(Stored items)
··········
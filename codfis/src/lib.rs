/******************************************************************************
   Author: Joaquín Béjar García
   Email: jb@taunais.com
   Date: 27/1/26
******************************************************************************/

//! # Codfis
//!
//! Italian-style fiscal code generation for Rust.
//!
//! Codfis derives an 11-character code from a person's surname, name, sex
//! and date of birth: three letters from the surname, three from the name,
//! two year digits, one month letter and two day digits that also encode
//! sex. Birthplace code and check character are not produced, and two people
//! with the same data get the same code.
//!
//! ## Quick Start
//!
//! ```rust
//! use codfis::prelude::*;
//!
//! let person = PersonData::new("Helen", "Yu", Gender::Female, "1/12/1950");
//! let code = fiscal_code(&person)?;
//! assert_eq!(code.as_str(), "YUXHLN50T41");
//!
//! let strict = Encoder::new(EncoderConfig::new().with_strict_dates(true));
//! assert!(strict.encode(&PersonData::new("Helen", "Yu", Gender::Female, "1/13/1950")).is_err());
//! # Ok::<(), codfis::core::CodfisError>(())
//! ```
//!
//! ## Crate Organization
//!
//! - [`core`]: Data model and error definitions
//! - [`encoder`]: Classifier, segments, date handling and composition

pub mod core {
    //! Data model and error definitions.
    pub use codfis_core::*;
}

pub mod encoder {
    //! Classifier, segments, date handling and composition.
    pub use codfis_encoder::*;
}

pub use codfis_encoder::fiscal_code;

/// Prelude module for convenient imports.
pub mod prelude {
    // Core types
    pub use codfis_core::{
        BirthDate, ClassifyError, CodfisError, DateComponent, DateError, FISCAL_CODE_LEN,
        FiscalCode, Gender, PersonData, Result,
    };

    // Encoding
    pub use codfis_encoder::segment::DEFAULT_FILLER;
    pub use codfis_encoder::{
        DateValidation, Encoder, EncoderConfig, day_portion, fiscal_code, month_portion,
        name_portion, parse_date, surname_portion, year_portion,
    };
}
··········
*TASK INSTRUCTIONS*: Say how many lines in the records hold "composition", with the number as the whole reply.

*OUTPUT OF THE TASK*: 2